La qualité indéniable de Laelith vient de son agencement « façon puzzle », à la fois précis mais pas maniaque du détail, pour laisser à chacun une possibilité créative et imaginative tout en participant à un univers commun. Ça a l'air « naturel » mais un tel concept relève pour le moins d'un tour de force créatif… C'est ce qui fait le succès de Laelith.
- Le premier puzzle est celui d'un plateau incliné où s'élèvent les 6 quartiers de la ville et sous lequel se dissimule le 7e secteur du Cloaque. Le plateau est partagé par une faille où s'engouffre l'Inlam, le torrent du gigantesque lac d'Altalith qui nourrit la ville.
- Le 2e puzzle est celui du « hors ville » avec les sites proches de Laelith.
- Le 3e puzzle concerne les 6 provinces qui entourent le haut lac d'Altalith.

Laelith, différentes versions, un seul concept :

Chacune des parties du grand ensemble de l'univers Laelith est décrite dans les différentes versions de la cité mystique avec force personnages, organisations et débuts d'interactions possibles sans parler de la flopée de scénarios… J'attire l'attention du nouveau meneur de jeu/MJ potentiel qui s'attelle au « pavé Laelith » ; vouloir « conter » cet univers, parce qu'on a digéré son ensemble, peut nuire à la fluidité du scénario surtout si on le joue façon pulp… Mieux vaut, à mon avis, décrire l'ensemble un minimum pour se concentrer sur l'ambiance propre à un quartier/organisation qui « tient » le scénario quitte à jouer une mini-campagne pour mieux découvrir la ville par étapes…

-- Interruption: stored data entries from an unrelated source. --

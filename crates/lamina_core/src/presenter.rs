//! Presentation medium contract
//!
//! Views are layered over an external retained tree (a DOM, a native layer
//! tree, ...). That tree is the single source of truth for parent/child
//! structure: views never store their own parent or children, they ask the
//! presenter.
//!
//! [`MemoryPresenter`] is an in-memory retained tree used for headless runs
//! and tests.

use indexmap::{IndexMap, IndexSet};
use rustc_hash::FxHashMap;

/// Identity of an element in the presentation tree
#[derive(Clone, Copy, Debug, PartialEq, Eq, Hash, PartialOrd, Ord)]
pub struct ElementId(pub u64);

impl ElementId {
    pub fn new(id: u64) -> Self {
        Self(id)
    }
}

/// Operations a presentation tree must support.
///
/// All methods are infallible; operations naming an unknown element, or an
/// element in the wrong position (e.g. inserting before a detached sibling),
/// are silently ignored.
pub trait Presenter {
    /// Create a new detached element
    fn create_element(&mut self) -> ElementId;

    /// True if the element exists (it may still be detached)
    fn contains(&self, element: ElementId) -> bool;

    /// Direct parent element, if attached
    fn parent(&self, element: ElementId) -> Option<ElementId>;

    /// Direct children in document order
    fn children(&self, element: ElementId) -> Vec<ElementId>;

    /// Append `child` as the last child of `parent`, moving it if needed
    fn append_child(&mut self, parent: ElementId, child: ElementId);

    /// Insert `child` as the previous sibling of `reference`
    fn insert_before(&mut self, reference: ElementId, child: ElementId);

    /// Insert `child` as the next sibling of `reference`
    fn insert_after(&mut self, reference: ElementId, child: ElementId);

    /// Take the element out of the tree, keeping it (and its subtree) alive
    fn detach(&mut self, element: ElementId);

    /// Take the element out of the tree and destroy it with its subtree
    fn remove(&mut self, element: ElementId);

    /// Write a single style property
    fn set_style(&mut self, element: ElementId, property: &str, value: &str);

    fn add_class(&mut self, element: ElementId, class: &str);

    fn remove_class(&mut self, element: ElementId, class: &str);
}

#[derive(Debug, Default)]
struct ElementNode {
    parent: Option<ElementId>,
    children: Vec<ElementId>,
    styles: IndexMap<String, String>,
    classes: IndexSet<String>,
    style_writes: usize,
}

/// In-memory retained tree with a document root
#[derive(Debug)]
pub struct MemoryPresenter {
    elements: FxHashMap<ElementId, ElementNode>,
    document: ElementId,
    next: u64,
}

impl MemoryPresenter {
    pub fn new() -> Self {
        let document = ElementId(1);
        let mut elements = FxHashMap::default();
        elements.insert(document, ElementNode::default());
        Self {
            elements,
            document,
            next: 2,
        }
    }

    /// The document root (never a view)
    pub fn document(&self) -> ElementId {
        self.document
    }

    /// Current value of a style property
    pub fn style(&self, element: ElementId, property: &str) -> Option<&str> {
        self.elements
            .get(&element)
            .and_then(|node| node.styles.get(property))
            .map(String::as_str)
    }

    pub fn has_class(&self, element: ElementId, class: &str) -> bool {
        self.elements
            .get(&element)
            .is_some_and(|node| node.classes.contains(class))
    }

    /// Number of style writes the element has received
    pub fn style_writes(&self, element: ElementId) -> usize {
        self.elements
            .get(&element)
            .map_or(0, |node| node.style_writes)
    }

    /// Number of live elements, including the document root
    pub fn len(&self) -> usize {
        self.elements.len()
    }

    pub fn is_empty(&self) -> bool {
        self.elements.is_empty()
    }

    fn unlink(&mut self, element: ElementId) {
        let Some(parent) = self.elements.get_mut(&element).and_then(|n| n.parent.take()) else {
            return;
        };
        if let Some(parent) = self.elements.get_mut(&parent) {
            parent.children.retain(|c| *c != element);
        }
    }

    /// True if `ancestor` is `element` or one of its ancestors
    fn is_ancestor(&self, ancestor: ElementId, element: ElementId) -> bool {
        let mut current = Some(element);
        while let Some(id) = current {
            if id == ancestor {
                return true;
            }
            current = self.elements.get(&id).and_then(|n| n.parent);
        }
        false
    }

    fn insert_at(&mut self, parent: ElementId, index: usize, child: ElementId) {
        if !self.elements.contains_key(&child) || self.is_ancestor(child, parent) {
            return;
        }
        self.unlink(child);
        let Some(parent_node) = self.elements.get_mut(&parent) else {
            return;
        };
        let index = index.min(parent_node.children.len());
        parent_node.children.insert(index, child);
        if let Some(node) = self.elements.get_mut(&child) {
            node.parent = Some(parent);
        }
    }

    fn insert_relative(&mut self, reference: ElementId, child: ElementId, after: bool) {
        if reference == child {
            return;
        }
        let Some(parent) = self.parent(reference) else {
            return;
        };
        // Unlink first so the reference index accounts for a move within the
        // same parent.
        if self.is_ancestor(child, parent) {
            return;
        }
        self.unlink(child);
        let Some(index) = self
            .elements
            .get(&parent)
            .and_then(|p| p.children.iter().position(|c| *c == reference))
        else {
            return;
        };
        let index = if after { index + 1 } else { index };
        self.insert_at(parent, index, child);
    }
}

impl Default for MemoryPresenter {
    fn default() -> Self {
        Self::new()
    }
}

impl Presenter for MemoryPresenter {
    fn create_element(&mut self) -> ElementId {
        let id = ElementId(self.next);
        self.next += 1;
        self.elements.insert(id, ElementNode::default());
        id
    }

    fn contains(&self, element: ElementId) -> bool {
        self.elements.contains_key(&element)
    }

    fn parent(&self, element: ElementId) -> Option<ElementId> {
        self.elements.get(&element).and_then(|node| node.parent)
    }

    fn children(&self, element: ElementId) -> Vec<ElementId> {
        self.elements
            .get(&element)
            .map(|node| node.children.clone())
            .unwrap_or_default()
    }

    fn append_child(&mut self, parent: ElementId, child: ElementId) {
        self.insert_at(parent, usize::MAX, child);
    }

    fn insert_before(&mut self, reference: ElementId, child: ElementId) {
        self.insert_relative(reference, child, false);
    }

    fn insert_after(&mut self, reference: ElementId, child: ElementId) {
        self.insert_relative(reference, child, true);
    }

    fn detach(&mut self, element: ElementId) {
        self.unlink(element);
    }

    fn remove(&mut self, element: ElementId) {
        if element == self.document {
            return;
        }
        self.unlink(element);
        let mut stack = vec![element];
        while let Some(id) = stack.pop() {
            if let Some(node) = self.elements.remove(&id) {
                stack.extend(node.children);
            }
        }
    }

    fn set_style(&mut self, element: ElementId, property: &str, value: &str) {
        if let Some(node) = self.elements.get_mut(&element) {
            node.styles.insert(property.to_string(), value.to_string());
            node.style_writes += 1;
        }
    }

    fn add_class(&mut self, element: ElementId, class: &str) {
        if let Some(node) = self.elements.get_mut(&element) {
            node.classes.insert(class.to_string());
        }
    }

    fn remove_class(&mut self, element: ElementId, class: &str) {
        if let Some(node) = self.elements.get_mut(&element) {
            node.classes.shift_remove(class);
        }
    }
}
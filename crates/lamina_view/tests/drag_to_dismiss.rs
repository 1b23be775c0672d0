//! Drag-to-dismiss, written the way an application would on top of the tree
//!
//! A bottom sheet follows the finger upward, and on release either slides off
//! screen and fades out (flung or dragged far enough) or springs back.
//! Exercises direct transform edits, animation cancellation, named lanes and
//! the momentum estimator together.

use lamina_animation::Momentum;
use lamina_core::{Completion, LaminaConfig, ManualClock, MemoryPresenter, Rect, Transform};
use lamina_view::{ViewId, ViewTree};

const FRAME_MS: f64 = 16.0;

struct DragToDismiss {
    sheet: ViewId,
    momentum: Momentum<ManualClock>,
    origin: f32,
}

impl DragToDismiss {
    fn new(sheet: ViewId, clock: ManualClock) -> Self {
        Self {
            sheet,
            momentum: Momentum::with_clock(300.0, clock),
            origin: 0.0,
        }
    }

    fn start(&mut self, tree: &mut ViewTree<MemoryPresenter>) {
        tree.reset_animation(self.sheet);
        self.momentum.reset();
        self.origin = tree.view(self.sheet).unwrap().transform().translation().1;
    }

    fn drag(&mut self, tree: &mut ViewTree<MemoryPresenter>, dy: f32) {
        let y = (self.origin + dy).min(0.0);
        tree.update_transform(self.sheet, |transform| transform.set_translation(0.0, y));
        self.momentum.inject_value(dy as f64);
    }

    /// Returns whether the sheet is leaving, plus the handle of the slide
    fn release(&mut self, tree: &mut ViewTree<MemoryPresenter>, dy: f32) -> (bool, Completion) {
        let height = tree.view(self.sheet).unwrap().bounds().height();
        let projected = dy as f64 + self.momentum.compute_delta();
        let dismiss = projected <= -(height as f64) / 2.0;

        let animation = tree.animation(self.sheet).unwrap();
        let done = if dismiss {
            let done = animation
                .get("slide-transform")
                .chain(0.0)
                .transform(300.0, Transform::new().translate(0.0, -height))
                .completion();
            animation.get("slide").chain(0.0).opacity(300.0, 0.0);
            done
        } else {
            let done = animation
                .get("slide-transform")
                .chain(0.0)
                .transform(100.0, Transform::new())
                .completion();
            animation.get("slide").chain(0.0).opacity(100.0, 1.0);
            done
        };
        (dismiss, done)
    }
}

struct Scene {
    tree: ViewTree<MemoryPresenter>,
    clock: ManualClock,
    sheet: ViewId,
}

fn scene() -> Scene {
    let clock = ManualClock::new();
    let mut tree = ViewTree::with_clock(MemoryPresenter::new(), LaminaConfig::default(), clock.clone());
    let host = tree.presenter().document();
    let screen = tree.create_view();
    let sheet = tree.create_view();
    tree.set_bounds(screen, Rect::new(0.0, 0.0, 320.0, 400.0));
    tree.mount(screen, host);
    tree.append(screen, sheet);
    tree.match_parent_size(sheet);
    tree.deliver_frame();
    Scene { tree, clock, sheet }
}

fn transform_style(scene: &Scene) -> Option<String> {
    let element = scene.tree.view(scene.sheet)?.element();
    scene
        .tree
        .presenter()
        .style(element, "transform")
        .map(str::to_string)
}

fn drag_through(scene: &mut Scene, effect: &mut DragToDismiss, samples: &[f32]) {
    effect.start(&mut scene.tree);
    for &dy in samples {
        scene.clock.advance(FRAME_MS);
        effect.drag(&mut scene.tree, dy);
        scene.tree.deliver_frame();
    }
}

fn run_until(scene: &mut Scene, done: &Completion) {
    let mut frames = 0;
    while !done.is_resolved() && frames < 100 {
        scene.clock.advance(FRAME_MS);
        scene.tree.deliver_frame();
        frames += 1;
    }
    assert!(done.is_resolved(), "animation did not finish");
}

/// The sheet tracks the finger, and cannot be pulled below its resting place
#[test]
fn test_sheet_follows_drag() {
    let mut scene = scene();
    let mut effect = DragToDismiss::new(scene.sheet, scene.clock.clone());

    drag_through(&mut scene, &mut effect, &[0.0, -30.0]);
    assert_eq!(
        transform_style(&scene).as_deref(),
        Some("translate(0px, -30px) translateZ(0)")
    );

    effect.drag(&mut scene.tree, 25.0);
    scene.tree.deliver_frame();
    assert_eq!(
        transform_style(&scene).as_deref(),
        Some("translate(0px, 0px) translateZ(0)")
    );
}

/// A quick flick past the threshold slides the sheet away and fades it
#[test]
fn test_fast_fling_dismisses() {
    let mut scene = scene();
    let mut effect = DragToDismiss::new(scene.sheet, scene.clock.clone());

    drag_through(&mut scene, &mut effect, &[0.0, -20.0, -60.0, -120.0]);
    assert!(effect.momentum.compute_delta() < 0.0);

    let (dismiss, done) = effect.release(&mut scene.tree, -120.0);
    assert!(dismiss);
    run_until(&mut scene, &done);

    let sheet = scene.tree.view(scene.sheet).unwrap();
    let state = sheet.animation_set().unwrap().view_state();
    assert_eq!(state.current_transform().translation(), (0.0, -400.0));
    assert_eq!(
        transform_style(&scene).as_deref(),
        Some("translate(0px, -400px) translateZ(0)")
    );
    // Both lanes ran side by side and finished together
    let element = sheet.element();
    assert_eq!(scene.tree.presenter().style(element, "opacity"), Some("0"));

    scene.tree.remove(scene.sheet);
    assert!(!scene.tree.is_attached(scene.sheet));
}

/// A slow, short drag springs back
#[test]
fn test_slow_drag_reverts() {
    let mut scene = scene();
    let mut effect = DragToDismiss::new(scene.sheet, scene.clock.clone());

    drag_through(&mut scene, &mut effect, &[0.0, -5.0, -10.0, -15.0]);
    assert_eq!(effect.momentum.compute_delta(), 0.0);

    let (dismiss, done) = effect.release(&mut scene.tree, -15.0);
    assert!(!dismiss);
    run_until(&mut scene, &done);

    let state = scene
        .tree
        .view(scene.sheet)
        .unwrap()
        .animation_set()
        .unwrap()
        .view_state();
    assert_eq!(state.current_transform().translation(), (0.0, 0.0));

    // Settle: commit the final value to the view and drop the override
    scene
        .tree
        .update_transform(scene.sheet, |transform| transform.set_translation(0.0, 0.0));
    scene.tree.reset_animation(scene.sheet);
    scene.tree.deliver_frame();
    assert_eq!(
        transform_style(&scene).as_deref(),
        Some("translate(0px, 0px) translateZ(0)")
    );
    assert!(!scene.tree.needs_frame());
}

/// Grabbing the sheet again cancels a pending slide
#[test]
fn test_drag_interrupts_slide() {
    let mut scene = scene();
    let mut effect = DragToDismiss::new(scene.sheet, scene.clock.clone());

    drag_through(&mut scene, &mut effect, &[0.0, -5.0, -10.0, -15.0]);
    let (_, done) = effect.release(&mut scene.tree, -15.0);
    scene.tree.deliver_frame();

    assert!(!done.is_resolved());
    effect.start(&mut scene.tree);
    // Cancelled slides release their waiters
    assert!(done.is_resolved());
    scene.tree.deliver_frame();
    assert_eq!(effect.origin, -15.0);
    assert_eq!(
        transform_style(&scene).as_deref(),
        Some("translate(0px, -15px) translateZ(0)")
    );
    assert!(!scene.tree.needs_frame());
}
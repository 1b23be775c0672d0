//! Time sources
//!
//! Everything time-dependent (frame timestamps, momentum samples) reads a
//! [`Clock`] so that tests can drive time by hand.

use std::cell::Cell;
use std::fmt;
use std::rc::Rc;
use std::time::Instant;

/// Monotonic time in milliseconds since an arbitrary origin
pub trait Clock {
    fn now_ms(&self) -> f64;
}

/// Wall-clock monotonic time backed by [`Instant`]
#[derive(Debug, Clone, Copy)]
pub struct MonotonicClock {
    origin: Instant,
}

impl MonotonicClock {
    pub fn new() -> Self {
        Self {
            origin: Instant::now(),
        }
    }
}

impl Default for MonotonicClock {
    fn default() -> Self {
        Self::new()
    }
}

impl Clock for MonotonicClock {
    fn now_ms(&self) -> f64 {
        self.origin.elapsed().as_secs_f64() * 1000.0
    }
}

/// Hand-driven clock. Clones share the same time.
#[derive(Clone, Default)]
pub struct ManualClock {
    now: Rc<Cell<f64>>,
}

impl ManualClock {
    pub fn new() -> Self {
        Self::default()
    }

    pub fn starting_at(time_ms: f64) -> Self {
        let clock = Self::new();
        clock.set(time_ms);
        clock
    }

    pub fn set(&self, time_ms: f64) {
        self.now.set(time_ms);
    }

    /// Move time forward; negative deltas are ignored to stay monotonic
    pub fn advance(&self, delta_ms: f64) {
        if delta_ms > 0.0 {
            self.now.set(self.now.get() + delta_ms);
        }
    }
}

impl fmt::Debug for ManualClock {
    fn fmt(&self, f: &mut fmt::Formatter<'_>) -> fmt::Result {
        f.debug_struct("ManualClock")
            .field("now_ms", &self.now.get())
            .finish()
    }
}

impl Clock for ManualClock {
    fn now_ms(&self) -> f64 {
        self.now.get()
    }
}

impl<C: Clock + ?Sized> Clock for Rc<C> {
    fn now_ms(&self) -> f64 {
        (**self).now_ms()
    }
}

#[cfg(test)]
mod tests {
    use super::*;

    #[test]
    fn test_manual_clock_shared() {
        let clock = ManualClock::starting_at(100.0);
        let other = clock.clone();
        clock.advance(16.0);
        clock.advance(-50.0);
        assert_eq!(other.now_ms(), 116.0);
    }

    #[test]
    fn test_monotonic_clock_moves_forward() {
        let clock = MonotonicClock::new();
        let a = clock.now_ms();
        let b = clock.now_ms();
        assert!(b >= a);
    }
}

De Casus Belli à Black Book edition

 
L'autre originalité de Laelith est sa rupture volontaire par rapport aux villes médiévales imaginaires si ce n'est « nordiques »… Certes l'amateur de nain pourra s'égarer du côté des falaises de Vorn, et le barbare tatoué de runes en Agramor, mais l'identité de la ville n'est pas là. On nous parle de Byzance comme inspiration possible, voire de Constantine en Algérie. Se souvenir qu'à côté de Légendes celtiques, Jeux Descartes nous proposait aussi de jouer les Contes des mille et une nuits… La ville jdr a ce « charme antique » que les amateurs de jeu de figurines historiques ne démentiront pas. Coup de chapeau d'ailleurs au diorama « l'Impasse de l'Arbre de Tulé », de Jean-Marie Noël, dans la dernière édition, et son ambiance très « Gangs of Rome ».
En se situant volontairement dans un contexte « montagnard et méditerranéen », Laelith se distingue des cadres rôlistiques habituels ; nous verrons que de telles inspirations peuvent avoir leurs sources dans des contrées pas si éloignées de nous… Le hors ville est aussi celui des « steppes » et l'ookabh n'est pas sans rappeler le yack ou le bœuf musqué avec tribus nomades « caucasiennes »…
Enfin, il est à noter la création originale de personnages comme les Utruz – des Hommes-poissons – et les étranges Chupl'z, Huvaliniens, Zadulhiens, qui fleurent bon la rencontre extra-terrestre avec les Messagers galactiques… Comprendre que, dès le départ, Laelith dépasse les frontières de cet univers à priori médiéval fantastique ; les révélations sur les mystérieux Litos nous disent que des « civilisations spatiales » ne sont peut-être pas très loin… Il est bien précisé que la ville peut se jouer aussi avec Mega, Empire galactique ou tout autre jeu de science-fiction… La question est de savoir à quel degré on y jouera la « technologie avancée » et l'on pense immédiatement aux « artifices camouflés » des Mégas ou à la fameuse prime directive de Star-Trek.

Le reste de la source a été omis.